Security becomes more consumable
This is partly because the "security" moniker often serves as a sort of shorthand for a variety of compliance, audit, regulatory, legal and governance issues that are often only indirectly related. It's also because, as an industry, we're dealing often with new approaches to computing and delivering application services that don't have clear historical antecedents and established approaches to mitigating associated risk. As a result, dealing with security and associated concerns in the cloud sometimes seem to require true experts in the field, who are almost by definition in fairly short supply.
That's why we're encouraged by the efforts of organisations like the Cloud Security Alliance (CSA), which Red Hat joined back in October. The CSA's mission is to promote the use of best practices for providing security assurance within cloud computing, and to provide education on the uses of cloud computing to help secure additional forms of computing. While the CSA's work benefits everyone, its most important role may be "democratizing" the process of securing and running clouds so that organisations operating and using clouds don't need security rocket scientists on staff. Expect to see tools for more easily and systematically securing clouds gain more attention in 2013.
But data security and privacy remain vexing, and increasingly high-profile, issues.
At one level, protecting against data breaches in the datacentre is a fairly straightforward security problem without many new wrinkles relative to the practices that IT professionals have been following for decades.
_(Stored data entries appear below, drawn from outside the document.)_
//! Batch matching of highlights against a book's chapters

use crate::align::{locate, min_window_subsequence};
use crate::clippings::Clipping;
use crate::epub::Chapter;
use crate::html::{inject_highlight, HighlightConfig};
use crate::text::{normalize, normalize_whitespace, strip_whitespace};

use super::report::{Outcome, Report};
use super::types::Match;

/// Find where a highlight sits in the book.
///
/// Chapters are searched from the first one every time. The first chapter
/// whose paragraphs contain the highlight's text decides the outcome: if the
/// markup window cannot be rebuilt there, the highlight is a miss.
pub fn find_match(clipping: &Clipping, chapters: &[Chapter]) -> Option<Match> {
    let target = strip_whitespace(&clipping.content);

    for (document_index, chapter) in chapters.iter().enumerate() {
        let blocks = chapter.block_markup();
        let Some(block_indices) = locate(&blocks, &clipping.content) else {
            continue;
        };

        let raw: String = block_indices.iter().map(|&i| blocks[i]).collect();
        let raw_span = normalize_whitespace(&raw);
        let Some(window) = min_window_subsequence(&raw_span, &target) else {
            tracing::debug!(
                href = %chapter.href,
                "Text located but markup window could not be rebuilt"
            );
            return None;
        };

        return Some(Match {
            clipping: clipping.clone(),
            document_index,
            block_indices,
            raw_span,
            window,
        });
    }

    None
}

/// Locate and inject every highlight, rewriting chapters in place.
///
/// Each highlight is handled on its own against the chapters as they stand
/// after the previous ones, so a miss or a failed injection never stops the
/// batch.
pub fn apply_clippings(
    chapters: &mut [Chapter],
    clippings: &[Clipping],
    config: &HighlightConfig,
) -> Report {
    let mut report = Report::default();

    for clipping in clippings.iter().filter(|c| c.is_highlight()) {
        let content = normalize(&clipping.content);

        let Some(m) = find_match(clipping, chapters) else {
            tracing::debug!("Not found: '{}'", content);
            report.record(Outcome::NotFound { content });
            continue;
        };

        let chapter = &mut chapters[m.document_index];
        let injected = inject_highlight(&m, config).map_err(|e| e.to_string()).and_then(|result| {
            let replacements: Vec<(usize, String)> =
                m.block_indices.iter().copied().zip(result.blocks).collect();
            chapter
                .replace_blocks(&replacements)
                .map(|_| result.marker_pairs)
                .map_err(|e| e.to_string())
        });

        match injected {
            Ok(pairs) => {
                tracing::debug!(href = %chapter.href, pairs, "Found: '{}'", content);
                report.marker_pairs += pairs;
                report.record(Outcome::Found {
                    content,
                    destination: chapter.href.clone(),
                });
            }
            Err(reason) => {
                tracing::error!(href = %chapter.href, "Highlight injection aborted: {}", reason);
                report.record(Outcome::Failed { content, reason });
            }
        }
    }

    if report.missed() > 0 {
        tracing::warn!(
            "Only {} out of {} highlights found",
            report.found(),
            report.total()
        );
    }

    report
}

#[cfg(test)]
mod tests {
    use super::*;

    fn highlight(content: &str) -> Clipping {
        Clipping::new("Book", "- Your Highlight | Location 1-2", content).unwrap()
    }

    fn chapters() -> Vec<Chapter> {
        vec![
            Chapter::new("c0.xhtml", "<html><body><h1>One</h1><p>Nothing here.</p></body></html>"),
            Chapter::new(
                "c1.xhtml",
                "<html><body>\n<p>The quick</p>\n<p> fox jumps</p>\n<p>over the <i>lazy</i>\u{00a0}dog.</p></body></html>",
            ),
        ]
    }

    #[test]
    fn test_find_match_across_blocks() {
        let chapters = chapters();
        let m = find_match(&highlight("quick fox"), &chapters).unwrap();

        assert_eq!(m.document_index, 1);
        assert_eq!(m.block_indices, vec![0, 1]);
        assert_eq!(m.raw_span, "<p>The quick</p><p> fox jumps</p>");
        assert_eq!(m.highlighted_window(), "quick</p><p> fox");
    }

    #[test]
    fn test_find_match_inline_markup() {
        let chapters = chapters();
        let m = find_match(&highlight("the lazy dog"), &chapters).unwrap();

        assert_eq!(m.block_indices, vec![2]);
        assert_eq!(m.highlighted_window(), "the <i>lazy</i> dog");
    }

    #[test]
    fn test_find_match_miss() {
        assert!(find_match(&highlight("slow tortoise"), &chapters()).is_none());
    }

    #[test]
    fn test_apply_end_to_end() {
        let mut chapters = chapters();
        let config = HighlightConfig {
            class_name: "h".to_string(),
            color: "yellow".to_string(),
            ..HighlightConfig::default()
        };
        let open = r#"<mark class="h" style="background-color: yellow;">"#;

        let report = apply_clippings(&mut chapters, &[highlight("quick fox")], &config);

        assert_eq!(report.to_string(), "1/1 highlights applied.");
        assert_eq!(report.marker_pairs, 2);
        assert_eq!(
            report.lines(),
            vec!["✔ Found: 'quick fox' in c1.xhtml".to_string()]
        );
        let expected = format!(
            "<html><body>\n<p>The {open}quick</mark></p>\n<p>{open} fox</mark> jumps</p>\n<p>over the <i>lazy</i>\u{00a0}dog.</p></body></html>",
            open = open
        );
        assert_eq!(chapters[1].markup(), expected);
        assert!(!chapters[0].is_modified());
    }

    #[test]
    fn test_apply_counts_misses_without_stopping() {
        let mut chapters = chapters();
        let clippings = vec![
            highlight("Nothing here."),
            highlight("not in this book"),
            highlight("over the"),
        ];

        let report = apply_clippings(&mut chapters, &clippings, &HighlightConfig::default());

        assert_eq!(report.found(), 2);
        assert_eq!(report.total(), 3);
        assert_eq!(report.marker_pairs, 2);
        assert_eq!(report.lines()[1], "✘ Not found: 'not in this book'");
        let all: String = chapters.iter().map(|c| c.markup()).collect();
        assert_eq!(all.matches("<mark ").count(), 2);
        assert_eq!(all.matches("</mark>").count(), 2);
    }

    #[test]
    fn test_second_highlight_in_same_paragraph_keeps_first() {
        let mut chapters = chapters();
        let clippings = vec![highlight("over the"), highlight("lazy dog")];

        let report = apply_clippings(&mut chapters, &clippings, &HighlightConfig::default());

        assert_eq!(report.found(), 2);
        // "lazy dog" starts inside <i>, so its marker is split in two.
        assert_eq!(report.marker_pairs, 3);
        assert_eq!(chapters[1].markup().matches("</mark>").count(), 3);
        assert_well_formed(chapters[1].markup());
    }

    fn assert_well_formed(markup: &str) {
        if let Err(e) = roxmltree::Document::parse(markup) {
            panic!("{} is not well-formed: {}", markup, e);
        }
    }

    fn single(body: &str) -> Vec<Chapter> {
        vec![Chapter::new(
            "c.xhtml",
            format!("<html><body>{}</body></html>", body),
        )]
    }

    #[test]
    fn test_highlight_starting_inside_emphasis_stays_well_formed() {
        let mut chapters = single("<p>one <em>two three</em> four</p>");

        let report = apply_clippings(
            &mut chapters,
            &[highlight("three four")],
            &HighlightConfig::default(),
        );

        assert_eq!(report.found(), 1);
        assert_well_formed(chapters[0].markup());
        assert!(chapters[0].markup().contains("three</mark></em><mark "));
    }

    #[test]
    fn test_character_references_in_chapter() {
        let mut chapters = single("<p>It&#8217;s a truth universally acknowledged</p>");

        let report = apply_clippings(
            &mut chapters,
            &[highlight("It\u{2019}s a truth")],
            &HighlightConfig::default(),
        );

        assert_eq!(report.to_string(), "1/1 highlights applied.");
        assert!(chapters[0]
            .markup()
            .contains("\">It&#8217;s a truth</mark> universally"));
    }

    #[test]
    fn test_overlapping_highlight_after_note() {
        let mut chapters = single("<p>one two three four</p>");
        let noted = highlight("one two").with_note("n");
        let clippings = vec![noted, highlight("two three"), highlight("[R.N.: n]")];

        let report = apply_clippings(&mut chapters, &clippings, &HighlightConfig::default());

        assert_eq!(report.found(), 2);
        assert_eq!(report.lines()[2], "✘ Not found: '[R.N.: n]'");
        assert_well_formed(chapters[0].markup());
        assert_eq!(chapters[0].markup().matches("[R.N.: n]").count(), 1);
    }
}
However, in many respects, we are in a place that's different in kind from times past.
Some of this difference is about connectedness and scale. While security models have been shifting from walled perimeters to defence-in-depth since the early days of the web and e-commerce, cloud-based applications made up of composable services from multiple sources vastly increase potential attack surfaces. It's a vastly more complicated security problem than setting the ports correctly on a firewall.
Perhaps even more problematic, though, is even determining how specific data and data relationships need to be treated and which laws apply. As Dave Einstein noted in a recent post on Forbes: "Adding to the uncertainty is piecemeal evolution of regulations governing privacy and data security, which depend largely on where you live and do business. Europe, Australia and Canada are in the forefront of tackling data protection, while the U.S. lags, leaving a thorny legal landscape for multi-national Internet companies."
We expect the overall data security and privacy situation to get worse before it gets better.
After all, some of the issues date back to before the Internet went mainstream. The issues have just become more visible and more complicated. We've already seen big fines imposed for even relatively minor medical records breaches. Expect to read about more fines in the coming year but only incremental movement ahead on the macro issues around appropriate uses of data.
Bring-Your-Own-Device doubters reach the fifth step: Acceptance
BYOD is one of the trends that some like to cite as a key cloud security issue given that it takes control away from IT and puts it in the hands of users.